Science leaders/Dimitar D. Sasselov and Rosalind A. Segal
Dimitar D. Sasselov has taught at Harvard since 1998 and is currently a professor of astronomy and the director of the Harvard Origins of Life Initiative. He arrived at the Center for Astrophysics (CfA) in 1990 as a Harvard-Smithsonian Center postdoctoral fellow. His research explores the many modes of interaction between radiation and matter, from the evolution of hydrogen and helium in the early universe to the study of the structure of stars. Most recently, his research has led him to explore the nature of planets orbiting other stars, and he has discovered a few planets using novel techniques. He hopes to use these techniques to find planets like Earth.

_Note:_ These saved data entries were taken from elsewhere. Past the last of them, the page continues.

impl LocalStore {
    /// Opens the store and starts loading from `primary` in the background.
    ///
    /// Only the legacy read is awaited here; the returned store is usable
    /// immediately.
    pub async fn open(
        primary: Arc<dyn StorageBackend>,
        legacy: Arc<dyn StorageBackend>,
        options: StoreOptions,
    ) -> Self {
        let now = Utc::now();
        let (mut repo, seed_source) = match legacy.load(&options.legacy_key).await {
            Ok(Some(text)) => match Repository::from_json(&text) {
                Ok(repo) => (repo, SeedSource::Legacy),
                Err(e) => {
                    warn!(
                        backend = legacy.name(),
                        key = %options.legacy_key,
                        error = %e,
                        "Legacy snapshot is unreadable, seeding defaults"
                    );
                    (default_repository(now), SeedSource::Defaults)
                }
            },
            Ok(None) => (default_repository(now), SeedSource::Defaults),
            Err(e) => {
                warn!(
                    backend = legacy.name(),
                    key = %options.legacy_key,
                    error = %e,
                    "Legacy backend read failed, seeding defaults"
                );
                (default_repository(now), SeedSource::Defaults)
            }
        };
        repo.refresh_derived(today());

        info!(
            primary = primary.name(),
            legacy = legacy.name(),
            seed = ?seed_source,
            "Opening local store"
        );

        let (writer, pending_writer) = PersistenceWriter::new(
            primary.clone(),
            legacy,
            options.primary_key.clone(),
            options.legacy_key.clone(),
        );
        let (init_tx, init_rx) = watch::channel(None);

        let store = LocalStore {
            inner: Arc::new(StoreInner {
                repo: Mutex::new(repo),
                writer,
                options,
                seed_source,
                initialized: AtomicBool::new(false),
                mutated_before_init: AtomicBool::new(false),
                init_rx,
            }),
        };

        let task_store = store.clone();
        tokio::spawn(async move {
            let outcome = task_store.init_from_primary(primary, pending_writer).await;
            info!(outcome = ?outcome, "Primary init complete");
            let _ = init_tx.send(Some(outcome));
        });

        store
    }

    /// Opens the SQLite primary and file legacy backends from `config`.
    pub async fn open_with_config(config: &StoreConfig) -> StoreResult<Self> {
        let sqlite = SqliteBackend::connect(
            SqliteConfig::new(config.database_path())
                .max_connections(config.storage.max_connections)
                .connect_timeout(config.connect_timeout()),
        )
        .await?;
        let legacy = FileBackend::new(config.legacy_dir());

        Ok(Self::open(
            Arc::new(sqlite),
            Arc::new(legacy),
            StoreOptions::from_config(config),
        )
        .await)
    }

    /// A store backed by two fresh in-memory backends.
    pub async fn in_memory() -> Self {
        Self::open(
            Arc::new(MemoryBackend::new()),
            Arc::new(MemoryBackend::new()),
            StoreOptions::default(),
        )
        .await
    }

    async fn init_from_primary(
        &self,
        primary: Arc<dyn StorageBackend>,
        writer: PersistenceWriter,
    ) -> InitOutcome {
        let key = self.inner.options.primary_key.clone();
        let loaded = primary.load(&key).await;
        let step = self.apply_primary_load(primary.name(), &key, loaded);

        // Everything queued so far now lands after the primary read.
        writer.start();

        match step {
            InitStep::Done(outcome) => outcome,
            InitStep::Migrating(ack) => match ack.await {
                Ok(WriteOutcome::Primary) => {
                    info!(key = %key, "Migrated seed to primary backend");
                    InitOutcome::MigratedToPrimary
                }
                _ => InitOutcome::Degraded,
            },
        }
    }

    fn apply_primary_load(
        &self,
        backend: &str,
        key: &str,
        loaded: StorageResult<Option<String>>,
    ) -> InitStep {
        let mut repo = self.lock();
        self.inner.initialized.store(true, Ordering::SeqCst);

        match loaded {
            Err(e) => {
                error!(backend, key, error = %e, "Primary read failed, keeping seed");
                InitStep::Done(InitOutcome::Degraded)
            }
            Ok(None) => match repo.to_json() {
                Ok(snapshot) => InitStep::Migrating(self.inner.writer.save_with_ack(snapshot)),
                Err(e) => {
                    error!(error = %e, "Failed to serialize repository");
                    InitStep::Done(InitOutcome::Degraded)
                }
            },
            Ok(Some(text)) => match Repository::from_json(&text) {
                Ok(mut fresh) => {
                    fresh.refresh_derived(today());
                    *repo = fresh;

                    if self.inner.mutated_before_init.load(Ordering::SeqCst) {
                        warn!("Changes made before init were replaced by the primary snapshot");
                        self.persist(&repo);
                    }
                    debug!(bytes = text.len(), "Loaded repository from primary");
                    InitStep::Done(InitOutcome::LoadedFromPrimary)
                }
                Err(e) => {
                    error!(backend, key, error = %e, "Primary snapshot is unreadable, keeping seed");
                    InitStep::Done(InitOutcome::Degraded)
                }
            },
        }
    }

    // =========================================================================
    // Lifecycle
    // =========================================================================

    /// Waits for primary init and returns its outcome.
    pub async fn wait_for_init(&self) -> InitOutcome {
        let mut rx = self.inner.init_rx.clone();
        let result = match rx.wait_for(|outcome| outcome.is_some()).await {
            Ok(outcome) => *outcome,
            Err(_) => None,
        };
        result.unwrap_or(InitOutcome::Degraded)
    }

    pub fn is_initialized(&self) -> bool {
        self.inner.initialized.load(Ordering::SeqCst)
    }

    pub fn seed_source(&self) -> SeedSource {
        self.inner.seed_source
    }

    /// Waits until every write queued so far has been applied.
    pub async fn flush(&self) {
        self.inner.writer.flush().await;
    }

    pub fn persist_stats(&self) -> PersistStats {
        self.inner.writer.stats()
    }

    pub fn options(&self) -> &StoreOptions {
        &self.inner.options
    }

    // =========================================================================
    // Collections
    // =========================================================================

    pub fn collection<T: Record>(&self) -> Collection<'_, T> {
        Collection {
            store: self,
            _record: PhantomData,
        }
    }

    pub fn branches(&self) -> Collection<'_, Branch> {
        self.collection()
    }

    pub fn suppliers(&self) -> Collection<'_, Supplier> {
        self.collection()
    }

    pub fn licenses(&self) -> Collection<'_, License> {
        self.collection()
    }

    pub fn employees(&self) -> Collection<'_, Employee> {
        self.collection()
    }

    pub fn products(&self) -> Collection<'_, Product> {
        self.collection()
    }

    pub fn orders(&self) -> Collection<'_, Order> {
        self.collection()
    }

    pub fn sales(&self) -> Collection<'_, Sale> {
        self.collection()
    }

    pub fn expenses(&self) -> Collection<'_, Expense> {
        self.collection()
    }

    pub fn users(&self) -> Collection<'_, User> {
        self.collection()
    }

    // =========================================================================
    // Settings
    // =========================================================================

    pub fn settings(&self) -> Settings {
        self.read(|repo| repo.settings.clone())
    }

    pub fn update_settings(&self, patch: SettingsPatch) -> Settings {
        let result = self.mutate(|repo| {
            patch.apply_to(&mut repo.settings);
            Ok(repo.settings.clone())
        });
        // The closure never fails.
        result.unwrap_or_else(|_| self.settings())
    }

    // =========================================================================
    // Queries
    // =========================================================================

    /// Dashboard statistics, recomputed on every call.
    pub fn stats(&self) -> StoreStats {
        self.read(|repo| StoreStats::compute(repo, today()))
    }

    /// Licenses that are expired or expire within 30 days, most urgent first.
    pub fn license_alerts(&self) -> Vec<LicenseAlert> {
        self.read(|repo| license_alerts(repo, today()))
    }

    pub fn alert_summary(&self) -> AlertSummary {
        AlertSummary::from_alerts(&self.license_alerts())
    }

    /// Finds the user with exactly this username and password.
    ///
    /// ## Security
    /// Passwords are stored and compared in plaintext, with no rate
    /// limiting and no session. Suitable only for a single-operator
    /// machine whose data directory nobody else can read.
    pub fn authenticate(&self, username: &str, password: &str) -> Option<User> {
        self.read(|repo| {
            repo.users
                .iter()
                .find(|u| u.username == username && u.password == password)
                .cloned()
        })
    }

    // =========================================================================
    // Internals
    // =========================================================================

    pub(crate) fn lock(&self) -> MutexGuard<'_, Repository> {
        self.inner
            .repo
            .lock()
            .unwrap_or_else(|poisoned| poisoned.into_inner())
    }

    pub(crate) fn read<R>(&self, f: impl FnOnce(&Repository) -> R) -> R {
        let repo = self.lock();
        f(&repo)
    }

    /// Runs `f` under the lock and, if it succeeds, queues a snapshot.
    ///
    /// `f` must leave the repository untouched when it returns an error.
    pub(crate) fn mutate<R>(
        &self,
        f: impl FnOnce(&mut Repository) -> StoreResult<R>,
    ) -> StoreResult<R> {
        let mut repo = self.lock();
        let result = f(&mut repo)?;

        if !self.inner.initialized.load(Ordering::SeqCst) {
            self.inner.mutated_before_init.store(true, Ordering::SeqCst);
        }
        self.persist(&repo);
        Ok(result)
    }

    /// Queues legacy removal, in order with snapshot writes.
    pub(crate) fn remove_legacy_snapshot(&self) {
        self.inner.writer.remove_legacy();
    }

    fn persist(&self, repo: &Repository) {
        match repo.to_json() {
            Ok(snapshot) => self.inner.writer.save(snapshot),
            Err(e) => error!(error = %e, "Failed to serialize repository; change not persisted"),
        }
    }
}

Rosalind A. Segal is a member of the Department of Pediatric Oncology at the Dana-Farber Cancer Institute and is a professor of neurobiology at Harvard Medical School. Her laboratory research focuses on the biology of brain tumors by probing the complex molecular machinery of the developing brain. She is the recipient of numerous honors, including the Robert H. Ebert Clinical Professor award from the Esther A. and Joseph Klingenstein Fund, an award from the Claudia Adams Barr Program in Innovative Basic Cancer Research, and a National Institutes of Health Directors Pioneer Award.